At ehow.com, there's a video that takes four minutes to watch, but if you can do a complete, proper oil change that quickly, you could get a job on a NASCAR crew. Watch it here: www.ehow.com/video_5225917_ change-own-oil.html. Also, About.com has an eight-page tutorial here: autorepair.about.com/od/regularmaintenance/ss/oil_change.htm.
Changing a car battery: This one isn't as easy as it used to be (though it took a search party to find the battery in my old Chevrolet Corvette). Batteries can be located in several different places, as designers search for optimum weight placement, cooling and the best use of available space.
Your owner's manual should help you locate it, if it isn't in plain sight, like batteries used to be. Keep in mind, if you are buying a new battery, many sales outlets offer free installation. Keep in mind, too, that with some vehicles, disconnecting the battery can cause the radio to lose its "code," which is an antitheft measure. The code must be programmed back into the radio after the change, discouraging a thief who presumably knows that your radio is coded before he steals it.
If you still want to change your own battery — or at least know how it's done — about.com has a tutorial here: autorepair.about.com/cs/doityourself/a/blbattery.htm. Another good one is at www.castrol.com/castrol/generic article.do?categoryId=8264013&contentId= 6003187.
As with any mechanical undertaking, be careful, and if you think you're getting in over your head, get some help.

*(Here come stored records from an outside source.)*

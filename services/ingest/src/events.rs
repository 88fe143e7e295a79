//! Structured events produced from access-log lines and their JSON record form.

use chrono::{DateTime, Utc};
use linehaul_storage::{EventKind, PartitionDay};
use serde::{Deserialize, Serialize, Serializer};

/// Record timestamps are rendered with an explicit UTC offset so the warehouse
/// parses them without a session time zone.
const RECORD_TIMESTAMP_FORMAT: &str = "%Y-%m-%d %H:%M:%S +00:00";

fn serialize_timestamp<S: Serializer>(ts: &DateTime<Utc>, serializer: S) -> Result<S::Ok, S::Error> {
    serializer.collect_str(&ts.format(RECORD_TIMESTAMP_FORMAT))
}

/// A classified access-log line
#[derive(Debug, Clone, PartialEq)]
pub enum Event {
    Simple(SimpleRequest),
    Download(Download),
}

impl Event {
    pub fn kind(&self) -> EventKind {
        match self {
            Event::Simple(_) => EventKind::SimpleRequest,
            Event::Download(_) => EventKind::Download,
        }
    }

    pub fn timestamp(&self) -> DateTime<Utc> {
        match self {
            Event::Simple(e) => e.timestamp,
            Event::Download(e) => e.timestamp,
        }
    }

    /// Day partition this event belongs to
    pub fn partition_day(&self) -> PartitionDay {
        PartitionDay::from_timestamp(self.timestamp())
    }

    /// One NDJSON record, without the trailing newline
    pub fn to_record(&self) -> serde_json::Result<Vec<u8>> {
        match self {
            Event::Simple(e) => serde_json::to_vec(e),
            Event::Download(e) => serde_json::to_vec(e),
        }
    }
}

/// A package-index page view
#[derive(Debug, Clone, PartialEq, Serialize)]
pub struct SimpleRequest {
    #[serde(serialize_with = "serialize_timestamp")]
    pub timestamp: DateTime<Utc>,
    pub url: String,
    pub project: String,
    #[serde(skip_serializing_if = "Option::is_none")]
    pub tls_protocol: Option<String>,
    #[serde(skip_serializing_if = "Option::is_none")]
    pub tls_cipher: Option<String>,
    #[serde(skip_serializing_if = "Option::is_none")]
    pub country_code: Option<String>,
    #[serde(skip_serializing_if = "Option::is_none")]
    pub details: Option<Details>,
}

/// A package file retrieval
#[derive(Debug, Clone, PartialEq, Serialize)]
pub struct Download {
    #[serde(serialize_with = "serialize_timestamp")]
    pub timestamp: DateTime<Utc>,
    pub url: String,
    pub project: String,
    pub file: File,
    #[serde(skip_serializing_if = "Option::is_none")]
    pub tls_protocol: Option<String>,
    #[serde(skip_serializing_if = "Option::is_none")]
    pub tls_cipher: Option<String>,
    #[serde(skip_serializing_if = "Option::is_none")]
    pub country_code: Option<String>,
    #[serde(skip_serializing_if = "Option::is_none")]
    pub details: Option<Details>,
}

/// The distribution file a download retrieved
#[derive(Debug, Clone, PartialEq, Serialize)]
pub struct File {
    pub filename: String,
    pub project: String,
    pub version: String,
    #[serde(rename = "type")]
    pub package_type: String,
}

/// Client environment reported by the installer's user agent.
///
/// Unknown keys in the user-agent JSON are ignored; `ci` is always emitted.
#[derive(Debug, Clone, Default, PartialEq, Serialize, Deserialize)]
#[serde(default)]
pub struct Details {
    #[serde(skip_serializing_if = "Option::is_none")]
    pub installer: Option<Installer>,
    #[serde(skip_serializing_if = "Option::is_none")]
    pub python: Option<String>,
    #[serde(skip_serializing_if = "Option::is_none")]
    pub implementation: Option<Implementation>,
    #[serde(skip_serializing_if = "Option::is_none")]
    pub distro: Option<Distro>,
    #[serde(skip_serializing_if = "Option::is_none")]
    pub system: Option<System>,
    #[serde(skip_serializing_if = "Option::is_none")]
    pub cpu: Option<String>,
    #[serde(skip_serializing_if = "Option::is_none")]
    pub openssl_version: Option<String>,
    #[serde(skip_serializing_if = "Option::is_none")]
    pub setuptools_version: Option<String>,
    #[serde(skip_serializing_if = "Option::is_none")]
    pub rustc_version: Option<String>,
    pub ci: Option<bool>,
}

#[derive(Debug, Clone, Default, PartialEq, Serialize, Deserialize)]
#[serde(default)]
pub struct Installer {
    #[serde(skip_serializing_if = "Option::is_none")]
    pub name: Option<String>,
    #[serde(skip_serializing_if = "Option::is_none")]
    pub version: Option<String>,
}

#[derive(Debug, Clone, Default, PartialEq, Serialize, Deserialize)]
#[serde(default)]
pub struct Implementation {
    #[serde(skip_serializing_if = "Option::is_none")]
    pub name: Option<String>,
    #[serde(skip_serializing_if = "Option::is_none")]
    pub version: Option<String>,
}

#[derive(Debug, Clone, Default, PartialEq, Serialize, Deserialize)]
#[serde(default)]
pub struct Distro {
    #[serde(skip_serializing_if = "Option::is_none")]
    pub name: Option<String>,
    #[serde(skip_serializing_if = "Option::is_none")]
    pub version: Option<String>,
    #[serde(skip_serializing_if = "Option::is_none")]
    pub id: Option<String>,
    #[serde(skip_serializing_if = "Option::is_none")]
    pub libc: Option<Libc>,
}

#[derive(Debug, Clone, Default, PartialEq, Serialize, Deserialize)]
#[serde(default)]
pub struct Libc {
    #[serde(skip_serializing_if = "Option::is_none")]
    pub lib: Option<String>,
    #[serde(skip_serializing_if = "Option::is_none")]
    pub version: Option<String>,
}

#[derive(Debug, Clone, Default, PartialEq, Serialize, Deserialize)]
#[serde(default)]
pub struct System {
    #[serde(skip_serializing_if = "Option::is_none")]
    pub name: Option<String>,
    #[serde(skip_serializing_if = "Option::is_none")]
    pub release: Option<String>,
}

Tires: Of all the minor maintenance you do on your vehicle, at the absolute top of your list should be checking, and maintaining, your tire pressure. Proper pressure recommendations are found in the owner's manual or on the driver's doorjamb of the car, not on the tire, which typically just lists the maximum allowable pressure. The wrong pressure can severely shorten tire life, can cause excessive heat buildup — which can result in a blowout — and can cut fuel mileage.
Check your tires' pressure at least once a month, and while you are down there, look for wear — both normal (the tire is wearing evenly across the tread) and abnormal (certain parts of the tire seem to be wearing more than others. If you see that, consult a professional.). You'll need a gauge, preferably a good digital one, available from an auto parts store.
The website Edmunds.com has a tutorial: www.edmunds.com/ownership/howto/articles/125093/article.html. The site also has a link to a video that helps walk you through the process. Over time, all tires lose air, so you can't afford to put this off for long.